» DATA RECORDS:
________________________________________

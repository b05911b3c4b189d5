//! Web layer for the commuter rail planner.
//!
//! Provides JSON endpoints for listing stations, planning itineraries and
//! estimating train occupancy.

mod dto;
mod routes;
mod state;

pub use dto::*;
pub use routes::create_router;
pub use state::AppState;
use std::process::ExitCode;

use tracing::{error, info};
use tracing_subscriber::EnvFilter;

use krl_planner::config::AppConfig;
use krl_planner::occupancy::OccupancyModel;
use krl_planner::planner::InterchangeRules;
use krl_planner::timetable::load_path;
use krl_planner::web::{AppState, create_router};

#[tokio::main]
async fn main() -> ExitCode {
    tracing_subscriber::fmt()
        .with_env_filter(EnvFilter::try_from_default_env().unwrap_or_else(|_| "info".into()))
        .init();

    let config = match AppConfig::from_env() {
        Ok(config) => config,
        Err(e) => {
            error!("configuration error: {e}");
            return ExitCode::FAILURE;
        }
    };

    info!(path = %config.timetable_path.display(), "loading timetable");
    let timetable = match load_path(&config.timetable_path) {
        Ok(timetable) => timetable,
        Err(e) => {
            error!(path = %config.timetable_path.display(), "failed to load timetable: {e}");
            return ExitCode::FAILURE;
        }
    };
    info!(
        trains = timetable.len(),
        stations = timetable.all_stations().len(),
        "timetable loaded"
    );

    let occupancy = OccupancyModel::from_kind(config.estimator);
    info!(estimator = occupancy.name(), "occupancy model ready");

    let state = AppState::new(
        timetable,
        InterchangeRules::jabodetabek(),
        occupancy,
        config.search,
        &config.cache,
    );
    let app = create_router(state);

    let listener = match tokio::net::TcpListener::bind(config.bind).await {
        Ok(listener) => listener,
        Err(e) => {
            error!(addr = %config.bind, "failed to bind: {e}");
            return ExitCode::FAILURE;
        }
    };

    info!(addr = %config.bind, "KRL planner listening");
    info!("  GET  /health                   - Health check");
    info!("  GET  /stations                 - List stations");
    info!("  POST /journey/plan             - Plan a journey");
    info!("  GET  /trains/:id/occupancy     - Predict occupancy");

    if let Err(e) = axum::serve(listener, app).await {
        error!("server error: {e}");
        return ExitCode::FAILURE;
    }
    ExitCode::SUCCESS
}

________________________________________

Restate the records in full, keeping every word as it is.

» TASK RESPONSE:
repository b05911b3c4b189d5
//! Web layer for the commuter rail planner.
//!
//! Provides JSON endpoints for listing stations, planning itineraries and
//! estimating train occupancy.

mod dto;
mod routes;
mod state;

pub use dto::*;
pub use routes::create_router;
pub use state::AppState;
use std::process::ExitCode;

use tracing::{error, info};
use tracing_subscriber::EnvFilter;

use krl_planner::config::AppConfig;
use krl_planner::occupancy::OccupancyModel;
use krl_planner::planner::InterchangeRules;
use krl_planner::timetable::load_path;
use krl_planner::web::{AppState, create_router};

#[tokio::main]
async fn main() -> ExitCode {
    tracing_subscriber::fmt()
        .with_env_filter(EnvFilter::try_from_default_env().unwrap_or_else(|_| "info".into()))
        .init();

    let config = match AppConfig::from_env() {
        Ok(config) => config,
        Err(e) => {
            error!("configuration error: {e}");
            return ExitCode::FAILURE;
        }
    };

    info!(path = %config.timetable_path.display(), "loading timetable");
    let timetable = match load_path(&config.timetable_path) {
        Ok(timetable) => timetable,
        Err(e) => {
            error!(path = %config.timetable_path.display(), "failed to load timetable: {e}");
            return ExitCode::FAILURE;
        }
    };
    info!(
        trains = timetable.len(),
        stations = timetable.all_stations().len(),
        "timetable loaded"
    );

    let occupancy = OccupancyModel::from_kind(config.estimator);
    info!(estimator = occupancy.name(), "occupancy model ready");

    let state = AppState::new(
        timetable,
        InterchangeRules::jabodetabek(),
        occupancy,
        config.search,
        &config.cache,
    );
    let app = create_router(state);

    let listener = match tokio::net::TcpListener::bind(config.bind).await {
        Ok(listener) => listener,
        Err(e) => {
            error!(addr = %config.bind, "failed to bind: {e}");
            return ExitCode::FAILURE;
        }
    };

    info!(addr = %config.bind, "KRL planner listening");
    info!("  GET  /health                   - Health check");
    info!("  GET  /stations                 - List stations");
    info!("  POST /journey/plan             - Plan a journey");
    info!("  GET  /trains/:id/occupancy     - Predict occupancy");

    if let Err(e) = axum::serve(listener, app).await {
        error!("server error: {e}");
        return ExitCode::FAILURE;
    }
    ExitCode::SUCCESS
}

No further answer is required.